Democrats will help you when your down..... But when you rise.....
They kick you to the curb... so you need them !!!!!

So..? 

How many of you union guys need their help?

My guess is ... NONE !!! you all have great jobs and Great incomes.

Why ? Coz you WORKED for them... So why work hard so some one else can reap the benefits of your labor/schooling and money??

That's how the "DEMS" feel.. You have it.. you must share it !!!

Believe me, I will share what ever I have with anyone!!!!!!!!!!!!!!!!!!!!

But If you're not trying to help yourself..... You're on your own!!!!!!!


----------



## miller_elex (Jan 25, 2008)

People are what they are. I don't try to help any one change their mind. I learned if you try to help someone pull their head out of their 'rear-end' you'll end up with 'feces' all over yourself.

I ain't no plumber, in other words.

I'm a democrat by the way. Go peddle your conservative ideas to the chamber of commerce.


----------



## LGLS (Nov 10, 2007)

Do not lump all Democrats into some mold created by the media. This country is not run by conservatives or republicans or democrats, it is run by special interests, and that is what must change if we (the people, the 90% of the country, the working class that creates ALL the wealth) are to ever set this country back in the right direction.


----------



## Thomp (Feb 11, 2008)

Well put guys.


----------



## oldman (Mar 30, 2007)

public works are the union's last stronghold....the dems spend more money...there is ore to it, but that's a big part....


----------



## LGLS (Nov 10, 2007)

Of course, that's why 8 years ago we had a budget surplus, and now, 8 years later, the deficit is back into the trillions, all because of the democratic party in the White House. :whistling2:


----------



## Hawkeye_Pierce (Apr 3, 2008)

Seems like a bunch of oversimplification is going on. 

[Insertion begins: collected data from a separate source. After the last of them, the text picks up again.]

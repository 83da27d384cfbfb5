//! Shared type definitions for the Loam simulation.
//!
//! This crate is the single source of truth for types used across the
//! Loam workspace. Types defined here flow downstream to `TypeScript`
//! via `ts-rs` for the renderer.
//!
//! # Modules
//!
//! - [`kind`] -- Material kinds and their static capabilities
//! - [`position`] -- Grid coordinates
//! - [`dna`] -- Heritable growth parameters for plant tissue
//! - [`snapshot`] -- Read-only world snapshots for rendering

pub mod dna;
pub mod kind;
pub mod position;
pub mod snapshot;

// Re-export all public types at crate root for convenience.
pub use dna::PlantDna;
pub use kind::{BOUNDARY_WEIGHT, ParticleKind};
pub use position::Position;
pub use snapshot::{CellSnapshot, WorldSnapshot};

I happen to be pro union in most cases and I happen to be pro democrat in most cases because both of them usually HAPPEN to satisfy my ideals. 

Nothing is 100%. Other than being an American and wanting the best for Americans:thumbsup:


----------



## heel600 (Oct 31, 2007)

LawnGuyLandSparky said:


> Of course, that's why 8 years ago we had a budget surplus, and now, 8 years later, the deficit is back into the trillions, all because of the democratic party in the White House. :whistling2:


I thought the congress makes the laws/bills.

They also control the spending.


----------



## leland (Dec 28, 2007)

Remember: the "scrubbing bubbles" ?

"We work hard, so you don't have to"...........


----------



## oldman (Mar 30, 2007)

LawnGuyLandSparky said:


> Of course, that's why 8 years ago we had a budget surplus, and now, 8 years later, the deficit is back into the trillions, all because of the democratic party in the White House. :whistling2:


congress and senate control the money...under clinton, the republicans controlled both...under bush, the dems controlled both..


----------



## Whodey648 (Jun 3, 2008)

Its because the conservatives dont care about you and partake in union busting tactics. They are all about the managment, not the workers.


----------



## oldman (Mar 30, 2007)

Whodey648 said:


> Its because the conservatives dont care about you and partake in union busting tactics. They are all about the managment, not the workers.


classic..


----------



## Thomp (Feb 11, 2008)

oldman said:


> classic..


Unfortunately sad but true. The greatest asset any country or company has is it's people. They are the one who make or break either.


----------



## Whodey648 (Jun 3, 2008)

Yeah I could go on about this forever but its sad but true. The Conservative party has brainwashed America with thinking they are the party for the working class, by scaring them with gay marriage and abortion, and keeping America safe. I vote with my pocketbook not trivial things that dont "really" concern me.


----------



## LGLS (Nov 10, 2007)

Whodey648 said:


> Yeah I could go on about this forever but its sad but true. The Conservative party has brainwashed America with thinking they are the party for the working class, by scaring them with gay marriage and abortion, and keeping America safe. I vote with my pocketbook not trivial things that dont "really" concern me.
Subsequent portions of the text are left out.